Pran enviou o dinheiro para pagar o apartamento deles — a décima terceira de mais de não sabe quantas parcelas restantes, que na verdade, ele sabe, mas evita pensar —, e Pat apenas o agradeceu, dizendo que completou o pagamento, seguido de alguns emojis de cachorro, beijinhos e nada mais. Pran disse, outro dia, que estava com saudade e um pouco sem tempo, ao passo que Pat lhe enviou apenas: "também estou, pequeno, você não imagina", e nada mais! Também estou o quê, Pat? Com saudade ou sem tempo? Pran choraminga — internamente — dia após dia. Nenhuma ligação. Nenhuma informação nova. Nenhum elogio ao seu sorriso, ou qualquer menção à sua pele ou às suas covinhas. Nada do tradicional, nem nada a acrescentar.
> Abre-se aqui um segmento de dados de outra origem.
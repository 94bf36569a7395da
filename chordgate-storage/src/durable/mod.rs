//! Durable, shared cache tier.
//!
//! The durable tier survives restarts and may be shared by several
//! coordinator processes. It is bounded by a byte cap enforced on write with
//! LRU-by-size eviction. Its failures are infrastructure failures: the tiered
//! store absorbs them and never hands them to a request.

pub mod durable_key;
pub mod lmdb;
pub mod memory;

use std::time::Duration;

use async_trait::async_trait;
use chordgate_core::{CacheKey, Timestamp};

use crate::{CacheEntry, CacheStats};

pub use durable_key::{DurableKey, DURABLE_KEY_PREFIX};
pub use lmdb::LmdbDurableTier;
pub use memory::InMemoryDurableTier;

/// Error type for durable-tier operations.
#[derive(Debug, Clone, PartialEq, Eq, thiserror::Error)]
pub enum DurableTierError {
    /// The tier cannot be reached or was not opened.
    #[error("Durable tier unavailable: {reason}")]
    Unavailable { reason: String },

    /// A round trip exceeded its bound.
    #[error("Durable tier timed out after {}ms", after.as_millis())]
    Timeout { after: Duration },

    /// The backend reported a failure.
    #[error("Durable tier backend error: {reason}")]
    Backend { reason: String },

    /// A stored value could not be decoded.
    #[error("Corrupt durable entry: {reason}")]
    Corrupt { reason: String },
}

impl From<heed::Error> for DurableTierError {
    fn from(e: heed::Error) -> Self {
        DurableTierError::Backend {
            reason: e.to_string(),
        }
    }
}

impl From<tokio::task::JoinError> for DurableTierError {
    fn from(e: tokio::task::JoinError) -> Self {
        DurableTierError::Unavailable {
            reason: format!("durable worker failed: {}", e),
        }
    }
}

/// Result of a durable write.
#[derive(Debug, Clone, Copy, Default, PartialEq, Eq)]
pub struct PutOutcome {
    /// `false` when the entry alone exceeds the byte cap.
    pub stored: bool,
    /// Entries removed to make room (expired ones included).
    pub evicted: u64,
}

/// Pluggable durable tier.
#[async_trait]
pub trait DurableTier: Send + Sync {
    /// Short backend name for logs and health checks.
    fn name(&self) -> &'static str;

    /// Fetch a live entry and record the access. Expired entries read as
    /// `None` and may be removed.
    async fn get(&self, key: &CacheKey, now: Timestamp)
        -> Result<Option<CacheEntry>, DurableTierError>;

    /// Store an entry, evicting least-recently-accessed entries until the
    /// tier is within its byte cap.
    async fn put(&self, entry: CacheEntry) -> Result<PutOutcome, DurableTierError>;

    async fn remove(&self, key: &CacheKey) -> Result<bool, DurableTierError>;

    /// Physically remove every expired entry.
    async fn purge_expired(&self, now: Timestamp) -> Result<u64, DurableTierError>;

    async fn stats(&self) -> Result<CacheStats, DurableTierError>;
}

/// Sizing facts about one stored entry, as seen by eviction planning.
#[derive(Debug, Clone, Copy, PartialEq, Eq)]
pub(crate) struct StoredMeta {
    pub key: CacheKey,
    pub stored_size: u64,
    pub expires_at: Timestamp,
    pub last_access_at: Timestamp,
}

/// Decide which entries to remove so `incoming` fits under `cap_bytes`.
///
/// Expired entries go first, then live ones oldest-access first. An existing
/// entry with the incoming key is always replaced. Returns `None` when the
/// incoming entry is larger than the cap on its own.
pub(crate) fn plan_evictions(
    existing: &[StoredMeta],
    incoming_key: &CacheKey,
    incoming_size: u64,
    cap_bytes: u64,
    now: Timestamp,
) -> Option<Vec<CacheKey>> {
    if incoming_size > cap_bytes {
        return None;
    }

    let mut victims = Vec::new();
    let mut candidates: Vec<&StoredMeta> = Vec::with_capacity(existing.len());
    let mut total: u64 = 0;

    for meta in existing {
        if meta.key == *incoming_key {
            victims.push(meta.key);
        } else if meta.expires_at <= now {
            victims.push(meta.key);
        } else {
            total += meta.stored_size;
            candidates.push(meta);
        }
    }

    candidates.sort_by(|a, b| {
        a.last_access_at
            .cmp(&b.last_access_at)
            .then_with(|| a.key.cmp(&b.key))
    });

    for meta in candidates {
        if total + incoming_size <= cap_bytes {
            break;
        }
        total -= meta.stored_size;
        victims.push(meta.key);
    }

    Some(victims)
}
As coisas haviam esfriado, pensou Pran, o que é comum para a maioria das relações, mas essa distância da voz do Pat — da atenção do Pat — estava drenando toda energia restante nele, abrindo espaço para uma solidão confusa, que não sentia há muito tempo. Ainda mais que Pran tem certeza de que Pat recebeu seu "cartão-postal-inventado", porque ele pagou a mais pelo envio, só para ter acesso ao rastreio. E ele também notou que esse foi o dia em que Pat pareceu mais distante. Será que ele havia cansado de vez?
Pran lembra que tudo começou no dia da promoção. Ele havia o xingado de todas as formas e não pensou muito se o outro estava ou não tendo um dia bom. Se lembra que Pat até disse que tinha algo para contar, mas por causa da promoção, Pran o evitou aquela noite. E mesmo que, depois de alguns dias, Pat tenha dito que era sobre o aplicativo — que estava funcionando em todas as lojas, enfim —, Pran sabia que ele não faria aquele alarde por causa de um software. Pat estava "uma zona", Pran tem certeza, pois reconhece uma bagunça de longe.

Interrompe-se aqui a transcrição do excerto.